Pere López, Andorra's finance minister

Taxing times

More than a tax haven, Andorra should probably be qualified as a 'taxless' haven, as its economy is particularly known for the absence of direct levies on individuals or companies. Andorrans have never had to pay income or corporate tax, and even indirect taxes, such as import duties, have always been scarce and very low. Until recently, products sold in Andorra attracted no value-added tax (VAT), which made the country an appealing destination for tourists and inveterate shoppers. The strategy was successful: income per capita is estimated at $45,500 by Standard & Poor's.

But, with so few sources of revenues, it is not surprising that, when the global financial crisis became a severe economic downturn in Europe and the flow of tourists from Spain and France became a trickle, Andorran finances were badly hit. Standard & Poor's has recently lowered the rating of the country's short- and long-term debt to A and A-1, respectively, which is not too far from junk status. The agency estimates that the debt of the Andorran government will reach 300% of revenues by 2012. As a result, the government has been forced to act on the tax side. "We are promoting thorough tax reform, which must be seen as a platform for the new Andorran economy," says Mr López.

The measures adopted or proposed so far are not too sweeping by European standards. The government has consolidated indirect taxes into a single VAT levy of 4%, which is less than a quarter of corresponding rates in France and Spain. Bills that aim to impose income and corporation taxes are being considered by parliament but, even if they are finally approved, their 10% rates are much lower than elsewhere in Europe. Even then, Standard & Poor's has expressed concern that further action on taxes could have a negative effect on Andorra's economic prospects.

Magnet for the wealthy

For a long time, Andorra has been a magnet for wealthy European pensioners, especially from France and Spain, tax exiles and tourists. They may have been attracted to some extent by Andorra's wonderful mountain scenery, but the absence of tax has also been a part of the country's draw.

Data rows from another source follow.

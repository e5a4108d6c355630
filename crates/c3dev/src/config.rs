//! Names and settings of the files making up a game's assets.
//!
//! A config is a small TOML document. Every table is optional and falls back
//! to the file names shipped with Catacomb 3-D:
//!
//! ```toml
//! maps = "GAMEMAPS.C3D"
//!
//! [graphics]
//! directory = "EGAHEAD.C3D"
//! dictionary = "EGADICT.C3D"
//! data = "EGAGRAPH.C3D"
//! bit_order = "lsb-first"
//!
//! [audio]
//! directory = "AUDIOHEAD.C3D"
//! dictionary = "AUDIODICT.C3D"
//! data = "AUDIO.C3D"
//! ```

use std::{
    fs, io,
    path::{Path, PathBuf},
};

use serde::Deserialize;

use crate::{
    assets::{AssetDomain, AssetStore, LoadError},
    compression::bits::BitOrder,
};

#[derive(Debug, thiserror::Error)]
pub enum ConfigError {
    #[error("Failed to read config file {}", .path.display())]
    Io {
        path: PathBuf,
        #[source]
        source: io::Error,
    },
    #[error("Invalid config: {0}")]
    Parse(#[from] toml::de::Error),
}

/// The three files backing one chunked asset domain.
#[derive(Debug, Clone, PartialEq, Eq)]
pub struct AssetFiles {
    pub directory: PathBuf,
    pub dictionary: PathBuf,
    pub data: PathBuf,
}

impl AssetFiles {
    /// Joins relative paths onto `root`. Absolute paths are kept as-is.
    #[must_use]
    pub fn resolve(&self, root: &Path) -> AssetFiles {
        AssetFiles {
            directory: root.join(&self.directory),
            dictionary: root.join(&self.dictionary),
            data: root.join(&self.data),
        }
    }
}

#[derive(Debug, Clone, PartialEq, Eq, Deserialize)]
#[serde(deny_unknown_fields)]
pub struct DomainConfig {
    directory: PathBuf,
    dictionary: PathBuf,
    data: PathBuf,
    #[serde(default)]
    bit_order: BitOrder,
}

impl DomainConfig {
    fn with_names(directory: &str, dictionary: &str, data: &str) -> Self {
        Self {
            directory: directory.into(),
            dictionary: dictionary.into(),
            data: data.into(),
            bit_order: BitOrder::default(),
        }
    }

    #[must_use]
    pub fn files(&self) -> AssetFiles {
        AssetFiles {
            directory: self.directory.clone(),
            dictionary: self.dictionary.clone(),
            data: self.data.clone(),
        }
    }

    #[must_use]
    pub fn bit_order(&self) -> BitOrder {
        self.bit_order
    }
}

fn default_graphics() -> DomainConfig {
    DomainConfig::with_names("EGAHEAD.C3D", "EGADICT.C3D", "EGAGRAPH.C3D")
}

fn default_audio() -> DomainConfig {
    DomainConfig::with_names("AUDIOHEAD.C3D", "AUDIODICT.C3D", "AUDIO.C3D")
}

fn default_maps() -> PathBuf {
    "GAMEMAPS.C3D".into()
}

#[derive(Debug, Clone, PartialEq, Eq, Deserialize)]
#[serde(deny_unknown_fields)]
pub struct GameConfig {
    #[serde(default = "default_graphics")]
    graphics: DomainConfig,
    #[serde(default = "default_audio")]
    audio: DomainConfig,
    #[serde(default = "default_maps")]
    maps: PathBuf,
}

impl Default for GameConfig {
    fn default() -> Self {
        Self {
            graphics: default_graphics(),
            audio: default_audio(),
            maps: default_maps(),
        }
    }
}

impl GameConfig {
    pub fn from_toml_str(text: &str) -> Result<Self, ConfigError> {
        Ok(toml::from_str(text)?)
    }

    pub fn load(path: &Path) -> Result<Self, ConfigError> {
        let text = fs::read_to_string(path).map_err(|source| ConfigError::Io {
            path: path.to_path_buf(),
            source,
        })?;
        Self::from_toml_str(&text)
    }

    #[must_use]
    pub fn domain(&self, domain: AssetDomain) -> &DomainConfig {
        match domain {
            AssetDomain::Graphics => &self.graphics,
            AssetDomain::Audio => &self.audio,
        }
    }

    /// Path of the map container, relative to the game root unless absolute.
    #[must_use]
    pub fn maps(&self) -> &Path {
        &self.maps
    }

    /// Loads the store for `domain` from the game directory `root`.
    pub fn open_store(&self, root: &Path, domain: AssetDomain) -> Result<AssetStore, LoadError> {
        let domain_config = self.domain(domain);
        AssetStore::open(
            domain.directory_format(),
            domain_config.bit_order(),
            &domain_config.files().resolve(root),
        )
    }
}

Mr Lopez, however, insists that tax changes are unavoidable. "This is the first step towards enabling Andorra to negotiate double taxation agreements [with other countries], and for Andorran, French, Spanish and international businesspeople to see Andorra as an attracting location," he says. The government hopes to attract businesses in sectors such as education, design, intellectual property and research to the country once its tax framework is recognised by other European countries.

But banks believe they will keep attracting offshore clients thanks to the services they provide to wealthy customers and the strength of Andorra's tradition of bank secrecy. One banker has noted that in Andorra it would be very hard to buy confidential information from disgruntled employees, as the banks are not in the habit of keeping digital databases on clients.

The aggressive stance of some European governments when it comes to fighting alleged tax evaders is a concern, say the banks. But they are confident that the country's status as a private banking centre will survive the current wave of changes in the global financial markets.